### EXERCISE DIRECTIONS:
Find the line with "extra fields never" and the line with "pub enum FeatureValue" in the entries below; output exactly those two lines, every line between them, and no others.

+++ DATA

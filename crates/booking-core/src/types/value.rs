//! Raw feature values as supplied by a presentation layer.

use std::fmt;

use serde::{Deserialize, Serialize};

use crate::error::{Error, Result};

/// A single raw field of a booking record.
///
/// Mirrors the JSON scalar types a form or API can submit. Arrays and
/// objects are kept as [`FeatureValue::Other`] so that extra fields never
/// stop a record from parsing; they are rejected only if a declared feature
/// holds one.
#[derive(Debug, Clone, PartialEq, Serialize, Deserialize)]
#[serde(untagged)]
pub enum FeatureValue {
    /// Boolean flag (`true` counts as 1 for numeric features)
    Bool(bool),
    /// Integer or real number
    Number(f64),
    /// String label
    Text(String),
    /// Explicit null
    Null,
    /// Array or object
    Other(serde_json::Value),
}

impl FeatureValue {
    /// Numeric view of the value.
    ///
    /// Strings are never coerced, even when they look numeric.
    pub fn as_number(&self, feature: &str) -> Result<f64> {
        match self {
            FeatureValue::Number(n) if n.is_finite() => Ok(*n),
            FeatureValue::Bool(b) => Ok(if *b { 1.0 } else { 0.0 }),
            other => Err(Error::type_conversion(feature, "number", other)),
        }
    }

    /// Label view of the value for categorical features
    pub fn as_label(&self, feature: &str) -> Result<&str> {
        match self {
            FeatureValue::Text(s) => Ok(s),
            other => Err(Error::type_conversion(feature, "string", other)),
        }
    }

    /// Short name of the value's kind
    #[must_use]
    pub fn kind(&self) -> &'static str {
        match self {
            FeatureValue::Bool(_) => "bool",
            FeatureValue::Number(_) => "number",
            FeatureValue::Text(_) => "string",
            FeatureValue::Null => "null",
            FeatureValue::Other(serde_json::Value::Array(_)) => "array",
            FeatureValue::Other(_) => "object",
        }
    }
}

impl fmt::Display for FeatureValue {
    fn fmt(&self, f: &mut fmt::Formatter<'_>) -> fmt::Result {
        match self {
            FeatureValue::Bool(b) => write!(f, "{b}"),
            FeatureValue::Number(n) => write!(f, "{n}"),
            FeatureValue::Text(s) => write!(f, "{s:?}"),
            FeatureValue::Null => write!(f, "null"),
            FeatureValue::Other(v) => write!(f, "{v}"),
        }
    }
}

impl From<f64> for FeatureValue {
    fn from(value: f64) -> Self {
        FeatureValue::Number(value)
    }
}

impl From<i64> for FeatureValue {
    fn from(value: i64) -> Self {
        FeatureValue::Number(value as f64)
    }
}

impl From<i32> for FeatureValue {
    fn from(value: i32) -> Self {
        FeatureValue::Number(f64::from(value))
    }
}

impl From<u32> for FeatureValue {
    fn from(value: u32) -> Self {
        FeatureValue::Number(f64::from(value))
    }
}

impl From<bool> for FeatureValue {
    fn from(value: bool) -> Self {
        FeatureValue::Bool(value)
    }
}

impl From<&str> for FeatureValue {
    fn from(value: &str) -> Self {
        FeatureValue::Text(value.to_string())
    }
}

impl From<String> for FeatureValue {
    fn from(value: String) -> Self {
        FeatureValue::Text(value)
    }
}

++++++

### REPLY:
/// objects are kept as [`FeatureValue::Other`] so that extra fields never
/// stop a record from parsing; they are rejected only if a declared feature
/// holds one.
#[derive(Debug, Clone, PartialEq, Serialize, Deserialize)]
#[serde(untagged)]
pub enum FeatureValue {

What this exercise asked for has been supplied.